The beauty of breakfast is that it's not dinner, meaning that you can have the same breakfast every day for many years without being told you have no zest for life.
The Loser has flirted with other breakfastses. There was a Cream of Wheat phase after college, when the nickel-a-bowl dish filled his destitute stomach for hours. When he lived in China he'd have a piece of steamed bread and a hot cup of rice milk. In Japan, it was a bowl of rice with a raw, beaten egg poured into it, a small piece of dried fish and a piece of a pickled vegetable. Yum! Finally, there was the bagel craze of the 1990s. The only good thing the Loser remembers about that is that while he cut hundreds of bagels during that decade, he never once cut himself.
Here is what the Loser now eats for breakfast almost daily. It is the breakfast he would eat if he were to be shot at dawn and offered a last meal that morning, which would be kind of waste of food, if you think about it. The protein keeps him going and this breakfast is the reason why he schedules his lunches at work cheerfully for 1:30 p.m.:
1 egg Scrambled, fried, poached, boiled. Who cares? The Loser beats his, pours it in a small bowl he bought in Chinatown and nukes it for one minute. It turns out perfectly.
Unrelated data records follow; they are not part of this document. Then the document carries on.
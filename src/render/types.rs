use clap::ValueEnum;
use serde::Serialize;

use crate::diff::DiffRow;
use crate::filter::{StatusCounts, StatusFilter};
use crate::pr::FileChange;

/// How rows are laid out on screen.
#[derive(Debug, Clone, Copy, PartialEq, Eq, Default, ValueEnum, Serialize)]
#[serde(rename_all = "lowercase")]
pub enum ViewMode {
    /// Old file on the left, new file on the right
    #[default]
    Split,
    /// One column with `-`/`+` markers
    Unified,
}

/// Where and how the view is written.
#[derive(Debug, Clone, Copy, PartialEq, Eq, ValueEnum)]
pub enum OutputFormat {
    Terminal,
    Markdown,
    Json,
}

/// Settings that shape a DiffView.
#[derive(Debug, Clone)]
pub struct RenderOptions {
    pub view: ViewMode,
    /// Print file cards only, without their rows
    pub collapsed: bool,
    pub status: StatusFilter,
    pub query: String,
    /// Characters per side in the split view
    pub column_width: usize,
    /// File count from which the "showing first files" banner appears
    pub large_pr_threshold: usize,
}

impl Default for RenderOptions {
    fn default() -> Self {
        Self {
            view: ViewMode::Split,
            collapsed: false,
            status: StatusFilter::All,
            query: String::new(),
            column_width: 60,
            large_pr_threshold: 20,
        }
    }
}

/// One file card: the file as received plus its laid-out rows.
#[derive(Debug, Clone, Serialize)]
pub struct FileView {
    pub file: FileChange,
    /// None when the file carries no patch
    pub rows: Option<Vec<DiffRow>>,
    /// Whether the patch carries the truncation sentinel
    pub truncated: bool,
}

impl FileView {
    /// Text shown in place of rows, if there are none to show.
    pub fn placeholder(&self) -> Option<&'static str> {
        match &self.rows {
            None => match self.file.effective_status() {
                "added" | "removed" => Some("BINARY FILE OR TOO LARGE TO DISPLAY"),
                _ => Some("NO DIFF AVAILABLE"),
            },
            Some(rows) if rows.is_empty() => Some("NO CHANGES TO DISPLAY"),
            Some(_) => None,
        }
    }

    /// Card label, e.g. "ADDED"; unknown statuses are shown uppercased.
    pub fn status_label(&self) -> String {
        self.file.effective_status().to_uppercase()
    }
}

/// Everything the terminal, markdown and JSON writers need.
#[derive(Debug, Clone, Serialize)]
pub struct DiffView {
    pub title: String,
    pub pr_number: u64,
    pub pr_title: String,
    pub author: String,
    pub repo_name: String,
    pub view: ViewMode,
    pub collapsed: bool,
    /// Files left after filtering, in input order
    pub files: Vec<FileView>,
    /// Files before filtering
    pub total_files: usize,
    /// Per-status counts before filtering
    pub status_counts: StatusCounts,
    /// Lines added across the shown files
    pub additions: usize,
    /// Lines deleted across the shown files
    pub deletions: usize,
    /// Whether a filter or search narrowed the list
    pub filtered: bool,
    /// Shown file count reached the large-PR threshold
    pub large_pr: bool,
    /// Characters per side in the split view
    #[serde(skip)]
    pub column_width: usize,
}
The scares printed over the years about cholesterol and eggs have always been proved false and his level is fine. The Loser puts a generous dollop of spaghetti sauce on it, as tomato products are said to be good for his prostate gland, which is the size of a man's fist.
1 scoop of cottage cheese About a heaping tablespoon full of a fat free type. Dairy is said to ward off gout, which the Loser thinks of now that he's 50.
1 piece of toast Whole wheat, of course. Why would anyone eat white bread? Instead of butter, the Loser sprays his with one of those vegetable oil hand-pumped sprayers you can buy in supermarkets (Misto is the best one he's used). A woman he was seeing, sort of, a year ago thought this was crazy for some reason, even though he uses high-quality olive oil, the kind she would dip bread into in restaurants. The relationship didn't last long enough for him to ask her why she felt this way and it would seem even crazier if he were to ask her now.
1 glass of grapefruit juice The white kind, not ruby red. It stimulates his mature palette. The tang wakes him up. And you get more out of medications and vitamins you take when you wash it down with grapefruit juice.
1 cup of coffee Many won't drink coffee because of things they heard years ago about caffeine. They were overblown reports, long ago discredited, but they are now the perceived wisdom on it so they go the rest of their lives never having a decent cup of coffee. What is the point of decaf?